In the meantime, Financial Advisors were focusing on large-cap stocks last month, in line with the overall risk-off sentiment. TrackStar, InvestingChannel’s official newsletter capturing and analyzing the trends of Financial Advisors, compiled a list of the most-searched tickers among Financial Advisors for the month of August. The majority of the stocks on the list are large and well-established companies, such as Amazon.com, Inc. (NASDAQ: AMZN), which ranked in the first spot amid the company’s founder and CEO Jeff Bezos unloading nearly $3.0 billion of his shares and the acquisition of 49% of Future Coupons, an entity owned by Future Group, the second-largest retail chain in India.
Visa Inc (NYSE: V) was the second most-searched ticker among Financial Advisors, followed by Facebook Inc. (NASDAQ: FB).
The company that ranked in the fourth spot in TrackStar’s list is Uber Technologies Inc (NYSE: UBER). On August 8, the company posted its second-quarter results, which included a net loss of $4.72 per share, missing the expected net loss of $3.19 per share. Its revenue of $3.17 billion appreciated by 14.4% on the year but was also $220 million short of expectations.

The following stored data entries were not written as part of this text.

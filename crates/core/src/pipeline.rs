//! Ranking and enrichment of predictions.
//!
//! [`PredictionService`] is the application context for prediction: it owns the vocabulary,
//! the disease catalog and the inference adapter, all built once at startup and never
//! mutated afterwards. Each call to [`PredictionService::predict`] is an independent
//! computation over that shared state.

use crate::artifact::TrainedArtifact;
use crate::catalog::{normalize_disease_name, DiseaseCatalog};
use crate::config::CoreConfig;
use crate::constants::{DEFAULT_SPECIALIST, TOP_K};
use crate::error::CoreResult;
use crate::features::vectorize;
use crate::inference::{InferenceAdapter, PredictionCandidate};
use crate::vocabulary::SymptomVocabulary;
use curecast_types::Severity;

/// A ranked prediction joined with catalog metadata.
#[derive(Clone, Debug, PartialEq)]
pub struct EnrichedResult {
    pub disease: String,
    /// Probability scaled to `[0, 100]`, unrounded.
    pub percent: f64,
    /// Catalog severity, or `"Unknown"` when the disease is not in the catalog.
    pub severity: String,
    pub specialist: String,
    /// `None` when the disease is not in the catalog.
    pub sample_count: Option<u64>,
}

/// Sort by probability descending, keeping class-index order among ties, and keep the top
/// `k` candidates.
pub fn rank_candidates(
    mut candidates: Vec<PredictionCandidate>,
    k: usize,
) -> Vec<PredictionCandidate> {
    // sort_by is stable; -0.0 and 0.0 compare equal
    candidates.sort_by(|a, b| {
        b.probability
            .partial_cmp(&a.probability)
            .unwrap_or(std::cmp::Ordering::Equal)
    });
    candidates.truncate(k);
    candidates
}

/// Join a ranked candidate against the catalog, filling defaults on a miss.
pub fn enrich(candidate: PredictionCandidate, catalog: &DiseaseCatalog) -> EnrichedResult {
    let percent = candidate.probability * 100.0;
    match catalog.lookup(&normalize_disease_name(&candidate.disease_name)) {
        Some(entry) => EnrichedResult {
            disease: candidate.disease_name,
            percent,
            severity: entry.severity.to_string(),
            specialist: entry.specialist.to_string(),
            sample_count: Some(entry.sample_count),
        },
        None => EnrichedResult {
            disease: candidate.disease_name,
            percent,
            severity: Severity::UNKNOWN_LABEL.to_string(),
            specialist: DEFAULT_SPECIALIST.to_string(),
            sample_count: None,
        },
    }
}

/// Shared, read-only prediction context.
#[derive(Clone, Debug)]
pub struct PredictionService {
    vocabulary: SymptomVocabulary,
    catalog: DiseaseCatalog,
    adapter: InferenceAdapter,
    accuracy: Option<f64>,
}

impl PredictionService {
    pub fn new(artifact: TrainedArtifact, catalog: DiseaseCatalog) -> Self {
        Self {
            adapter: InferenceAdapter::new(artifact.classifier, artifact.label_encoder),
            vocabulary: artifact.vocabulary,
            accuracy: artifact.accuracy,
            catalog,
        }
    }

    /// Load the artifact and the disease catalog named by `cfg`.
    ///
    /// # Errors
    ///
    /// Returns an error if either input cannot be read or fails validation.
    pub fn from_config(cfg: &CoreConfig) -> CoreResult<Self> {
        let artifact = TrainedArtifact::load(cfg.artifact_path())?;
        let catalog = DiseaseCatalog::from_csv_path(cfg.disease_csv_path())?;

        tracing::info!(
            "loaded {} symptoms and {} classes from {}",
            artifact.vocabulary.len(),
            artifact.label_encoder.len(),
            cfg.artifact_path().display()
        );
        tracing::info!(
            "loaded {} diseases from {}",
            catalog.len(),
            cfg.disease_csv_path().display()
        );
        if let Some(accuracy) = artifact.accuracy {
            tracing::info!("model cross-validated accuracy: {:.4}", accuracy);
        }

        Ok(Self::new(artifact, catalog))
    }

    pub fn vocabulary(&self) -> &SymptomVocabulary {
        &self.vocabulary
    }

    pub fn catalog(&self) -> &DiseaseCatalog {
        &self.catalog
    }

    pub fn n_classes(&self) -> usize {
        self.adapter.n_classes()
    }

    pub fn accuracy(&self) -> Option<f64> {
        self.accuracy
    }

    /// Predict the most likely diseases for `symptoms`.
    ///
    /// An empty selection returns an empty list without running the classifier. Otherwise
    /// the classifier always runs, even when none of the symptoms are known, and up to
    /// [`TOP_K`] results are returned in descending probability order.
    ///
    /// # Errors
    ///
    /// Returns `CoreError::Inference` if the classifier fails; no partial result is produced.
    pub fn predict<S: AsRef<str>>(&self, symptoms: &[S]) -> CoreResult<Vec<EnrichedResult>> {
        if symptoms.is_empty() {
            return Ok(Vec::new());
        }

        let vector = vectorize(symptoms, &self.vocabulary);
        tracing::debug!(
            "vectorized {} of {} requested symptoms",
            vector.active_count(),
            symptoms.len()
        );

        let candidates = self.adapter.infer(&vector)?;

        Ok(rank_candidates(candidates, TOP_K)
            .into_iter()
            .map(|candidate| enrich(candidate, &self.catalog))
            .collect())
    }
}

#[cfg(test)]
mod tests {
    use super::*;
    use crate::artifact::LabelEncoder;
    use crate::catalog::CatalogRow;
    use crate::error::CoreError;
    use crate::models::Classifier;
    use curecast_types::NonEmptyText;
    use std::sync::atomic::{AtomicUsize, Ordering};
    use std::sync::Arc;

    /// Returns fixed probabilities and counts how often it was called.
    #[derive(Debug)]
    struct Scripted {
        proba: Vec<f64>,
        width: usize,
        calls: AtomicUsize,
        fail: bool,
    }

    impl Scripted {
        fn new(proba: Vec<f64>, width: usize) -> Arc<Self> {
            Arc::new(Self {
                proba,
                width,
                calls: AtomicUsize::new(0),
                fail: false,
            })
        }
    }

    impl Classifier for Scripted {
        fn n_features(&self) -> usize {
            self.width
        }

        fn n_classes(&self) -> usize {
            self.proba.len()
        }

        fn predict_proba(&self, features: &[f32]) -> CoreResult<Vec<f64>> {
            self.calls.fetch_add(1, Ordering::SeqCst);
            if self.fail {
                return Err(CoreError::Inference("scripted failure".into()));
            }
            assert_eq!(features.len(), self.width);
            Ok(self.proba.clone())
        }
    }

    fn service(classifier: Arc<Scripted>, classes: &[&str]) -> PredictionService {
        let vocabulary =
            SymptomVocabulary::new(vec!["fever".into(), "cough".into(), "fatigue".into()])
                .unwrap();
        let label_encoder = LabelEncoder::new(
            classes
                .iter()
                .map(|c| NonEmptyText::new(c).unwrap())
                .collect(),
        )
        .unwrap();
        let artifact = TrainedArtifact::new(classifier, label_encoder, vocabulary, None).unwrap();
        let catalog = DiseaseCatalog::build(vec![CatalogRow {
            disease: "Flu".into(),
            sample_count: 500,
        }])
        .unwrap();
        PredictionService::new(artifact, catalog)
    }

    fn candidate(name: &str, probability: f64) -> PredictionCandidate {
        PredictionCandidate {
            disease_name: name.into(),
            probability,
        }
    }

    #[test]
    fn flu_cold_allergy_scenario() {
        let svc = service(
            Scripted::new(vec![0.7, 0.2, 0.1], 3),
            &["Flu", "Cold", "Allergy"],
        );

        let results = svc.predict(&["fever", "cough"]).unwrap();

        assert_eq!(results.len(), 3);
        assert_eq!(results[0].disease, "Flu");
        assert!((results[0].percent - 70.0).abs() < 1e-9);
        assert_eq!(results[0].severity, "Mild");
        assert_eq!(results[0].specialist, "General Physician");
        assert_eq!(results[0].sample_count, Some(500));

        assert_eq!(results[1].disease, "Cold");
        assert!((results[1].percent - 20.0).abs() < 1e-9);
        assert_eq!(results[1].severity, "Unknown");
        assert_eq!(results[1].specialist, "General Physician");
        assert_eq!(results[1].sample_count, None);

        assert_eq!(results[2].disease, "Allergy");
        assert!((results[2].percent - 10.0).abs() < 1e-9);
        assert_eq!(results[2].sample_count, None);
    }

    #[test]
    fn empty_selection_skips_inference() {
        let classifier = Scripted::new(vec![0.5, 0.5], 3);
        let svc = service(classifier.clone(), &["Flu", "Cold"]);

        let results = svc.predict::<&str>(&[]).unwrap();

        assert!(results.is_empty());
        assert_eq!(classifier.calls.load(Ordering::SeqCst), 0);
    }

    #[test]
    fn unknown_only_selection_still_runs_inference() {
        let classifier = Scripted::new(vec![0.6, 0.4], 3);
        let svc = service(classifier.clone(), &["Flu", "Cold"]);

        let results = svc.predict(&["nonexistent_symptom"]).unwrap();

        assert_eq!(classifier.calls.load(Ordering::SeqCst), 1);
        assert_eq!(results.len(), 2);
        assert_eq!(results[0].disease, "Flu");
    }

    #[test]
    fn truncates_to_top_three_sorted_descending() {
        let svc = service(
            Scripted::new(vec![0.05, 0.4, 0.1, 0.3, 0.15], 3),
            &["A", "B", "C", "D", "E"],
        );

        let results = svc.predict(&["fever"]).unwrap();

        let names: Vec<_> = results.iter().map(|r| r.disease.as_str()).collect();
        assert_eq!(names, vec!["B", "D", "E"]);
        assert!(results.windows(2).all(|w| w[0].percent >= w[1].percent));
    }

    #[test]
    fn ties_keep_lower_class_index_first() {
        let ranked = rank_candidates(
            vec![
                candidate("A", 0.2),
                candidate("B", 0.4),
                candidate("C", 0.4),
                candidate("D", 0.0),
            ],
            TOP_K,
        );
        let names: Vec<_> = ranked.iter().map(|c| c.disease_name.as_str()).collect();
        assert_eq!(names, vec!["B", "C", "A"]);
    }

    #[test]
    fn signed_zero_probabilities_tie() {
        let ranked = rank_candidates(
            vec![
                candidate("A", 1.0),
                candidate("B", -0.0),
                candidate("C", 0.0),
                candidate("D", 0.0),
            ],
            TOP_K,
        );
        let names: Vec<_> = ranked.iter().map(|c| c.disease_name.as_str()).collect();
        assert_eq!(names, vec!["A", "B", "C"]);
    }

    #[test]
    fn rank_keeps_all_when_fewer_than_k() {
        let ranked = rank_candidates(vec![candidate("A", 0.3), candidate("B", 0.7)], TOP_K);
        assert_eq!(ranked.len(), 2);
        assert_eq!(ranked[0].disease_name, "B");
    }

    #[test]
    fn enrich_joins_case_insensitively() {
        let catalog = DiseaseCatalog::build(vec![CatalogRow {
            disease: "Heart Failure".into(),
            sample_count: 77,
        }])
        .unwrap();

        let result = enrich(candidate("heart failure", 0.25), &catalog);

        assert_eq!(result.disease, "heart failure");
        assert_eq!(result.severity, "Severe");
        assert_eq!(result.specialist, "Cardiologist");
        assert_eq!(result.sample_count, Some(77));
        assert!((result.percent - 25.0).abs() < 1e-9);
    }

    #[test]
    fn predict_is_idempotent() {
        let svc = service(
            Scripted::new(vec![0.25, 0.25, 0.5], 3),
            &["Flu", "Cold", "Allergy"],
        );
        let first = svc.predict(&["fatigue"]).unwrap();
        let second = svc.predict(&["fatigue"]).unwrap();
        assert_eq!(first, second);
    }

    #[test]
    fn every_result_has_known_severity_and_specialist() {
        let svc = service(
            Scripted::new(vec![0.1, 0.2, 0.3, 0.4], 3),
            &["Flu", "Asthma", "Stroke", "Liver Cirrhosis"],
        );
        for result in svc.predict(&["cough"]).unwrap() {
            assert!(["Mild", "Moderate", "Severe", "Unknown"].contains(&result.severity.as_str()));
            assert!(!result.specialist.is_empty());
        }
    }

    #[test]
    fn inference_failure_fails_the_request() {
        let classifier = Arc::new(Scripted {
            proba: vec![0.5, 0.5],
            width: 3,
            calls: AtomicUsize::new(0),
            fail: true,
        });
        let svc = service(classifier, &["Flu", "Cold"]);

        let err = svc.predict(&["fever"]).expect_err("should fail");
        assert!(matches!(err, CoreError::Inference(_)));
    }

    #[test]
    fn from_config_loads_both_inputs() {
        let dir = tempfile::TempDir::new().unwrap();
        let artifact_path = dir.path().join("model.json");
        let csv_path = dir.path().join("diseases.csv");
        std::fs::write(
            &artifact_path,
            r#"{
                "model": { "kind": "softmax_linear",
                           "weights": [[2.0, 0.0], [0.0, 2.0]], "bias": [0.0, 0.0] },
                "label_encoder": { "classes": ["Flu", "Asthma"] },
                "symptoms": ["fever", "wheezing"]
            }"#,
        )
        .unwrap();
        std::fs::write(&csv_path, "Disease,Sample_Count\nFlu,500\nAsthma,320\n").unwrap();

        let cfg = CoreConfig::new(artifact_path, csv_path).unwrap();
        let svc = PredictionService::from_config(&cfg).expect("service loads");

        assert_eq!(svc.vocabulary().len(), 2);
        assert_eq!(svc.catalog().len(), 2);
        assert_eq!(svc.n_classes(), 2);

        let results = svc.predict(&["wheezing"]).unwrap();
        assert_eq!(results[0].disease, "Asthma");
        assert_eq!(results[0].severity, "Moderate");
        assert_eq!(results[0].specialist, "Pulmonologist");
        assert_eq!(results[0].sample_count, Some(320));
    }
}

However, the company, which went public in May, also reported an increase in ride-share bookings by 7% on the quarter to $12.19 billion and a 10% growth in Uber Eats bookings to $3.39 billion. The number of monthly active platform users increased by 7% sequentially to 99 million, lower than estimates of 101.2 million.
Following the disappointing results, Uber’s stock slid by over 24% by the end of August and was 22% lower since the first trading day.
The company took another hit at the end of the month after the appropriations committee in California’s Congress advanced a bill that would make it harder for companies to classify workers as contractors instead of employees. A vote on the bill is expected by the end of the legislative session on September 13.
On the other hand, Uber received a $24 million incentive from the state of Texas to build its hub in Dallas, which is expected to create 3,000 jobs. It also received an extension of the cap on the number of drivers in the city of New York for another year. The NYC Taxi and Limousine Commission also cut the time drivers can spend without a passenger in the car to 31% from 41%.
Despite the lower-than-expected results, sell-side analysts continue to be optimistic about the stock. Raymond James analyst Justin Patterson said in a note last month that the company can re-accelerate revenue growth in the second half of the year and in 2020. Patterson, which maintained his outperform rating and $54 target on Uber’s stock, suggested that growth catalysts for the company could appear in November, when the company reports its third-quarter results and the post-IPO lockup period expires.